Other areas of talent also need to be included in the evaluation process. This includes teaching and education, research impact, leadership and (for medics) patient care. ‘It’s unrealistic, and also unnecessary, for every scientist to excel in each one of the core domains,’ the organizations state in their position paper.

Researchers can work on their profile in one or more of these specializations. Over the course of their career, they could still choose to change course. Education and research remain the two most crucial elements. ‘In all cases, scientists should have sufficient competences in these two areas.’

Across disciplinary boundaries

Ideally, everyone will be able to contribute to the team, department or consortium of researchers, based on his or her own expertise. Because the aim of ‘team science’ should be to promote cooperation between different disciplines. ‘That doesn’t mean that there is no place for monodisciplinary studies and careers. On the contrary, a strong disciplinary basis is a prerequisite for any meaningful exchange across disciplinary boundaries.’

When providers of academic funding are evaluating research proposals, there will be a greater focus on quality, content, creativity and the contribution to wider society. According to these organizations, open science is inextricably linked to the recognition and appreciation of what is new.

Cultural change

Big plans, but how do you put them into practice? Next year, the VSNU will launch a national recognition and evaluation framework. In 2021, this will be incorporated into the collective labour agreement and the function house. A ‘revised university job ranking system’ should be in place by then. The knowledge institutions also wish to focus more attention on recognizing different forms of value through new committees, programmes and courses.

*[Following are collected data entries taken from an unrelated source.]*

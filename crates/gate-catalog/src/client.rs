//! Product catalog fetch contract and its implementations

use std::time::Duration;

use async_trait::async_trait;
use reqwest::Client;
use url::Url;

use crate::product::ProductPage;
use crate::{Error, Result};

/// Public demo catalog the tools talk to unless configured otherwise
pub const DEFAULT_CATALOG_URL: &str = "https://dummyjson.com";

const REQUEST_TIMEOUT: Duration = Duration::from_secs(30);

/// Something that can list every product
#[async_trait]
pub trait ProductCatalog: Send + Sync {
    async fn fetch_all(&self) -> Result<ProductPage>;
}

/// Catalog served over HTTP at `{base_url}/products`
#[derive(Debug, Clone)]
pub struct HttpCatalog {
    client: Client,
    products_url: Url,
}

impl HttpCatalog {
    pub fn new(base_url: &Url) -> Result<Self> {
        let client = Client::builder()
            .timeout(REQUEST_TIMEOUT)
            .user_agent(concat!("toolgate/", env!("CARGO_PKG_VERSION")))
            .build()?;
        Ok(Self {
            client,
            products_url: products_url(base_url)?,
        })
    }

    pub fn products_url(&self) -> &Url {
        &self.products_url
    }
}

#[async_trait]
impl ProductCatalog for HttpCatalog {
    async fn fetch_all(&self) -> Result<ProductPage> {
        tracing::debug!(url = %self.products_url, "Fetching products");
        let response = self.client.get(self.products_url.clone()).send().await?;

        let status = response.status();
        if !status.is_success() {
            return Err(Error::Status {
                status: status.as_u16(),
                url: self.products_url.to_string(),
            });
        }

        let page: ProductPage = response.json().await?;
        tracing::debug!(count = page.products.len(), "Fetched products");
        Ok(page)
    }
}

/// Catalog backed by a fixed page, for offline use and tests
#[derive(Debug, Clone, Default)]
pub struct StaticCatalog {
    page: ProductPage,
}

impl StaticCatalog {
    pub fn new(page: ProductPage) -> Self {
        Self { page }
    }
}

#[async_trait]
impl ProductCatalog for StaticCatalog {
    async fn fetch_all(&self) -> Result<ProductPage> {
        Ok(self.page.clone())
    }
}

/// Append the `products` segment, keeping any path prefix on the base URL
fn products_url(base_url: &Url) -> Result<Url> {
    let mut url = base_url.clone();
    url.path_segments_mut()
        .map_err(|_| Error::InvalidUrl {
            url: base_url.to_string(),
        })?
        .pop_if_empty()
        .push("products");
    Ok(url)
}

Providers of academic funding will, for their part, work on a ‘palette of funding instruments that include clearly distinctive criteria to serve a more diverse group of researchers.’ They will initiate a dialogue with scientists regarding how to define ‘talent’ and ‘good research’. The committees that assess grant applications will receive training and instructions to speed up the ‘desired change of culture’. They will also focus more on rewarding team science.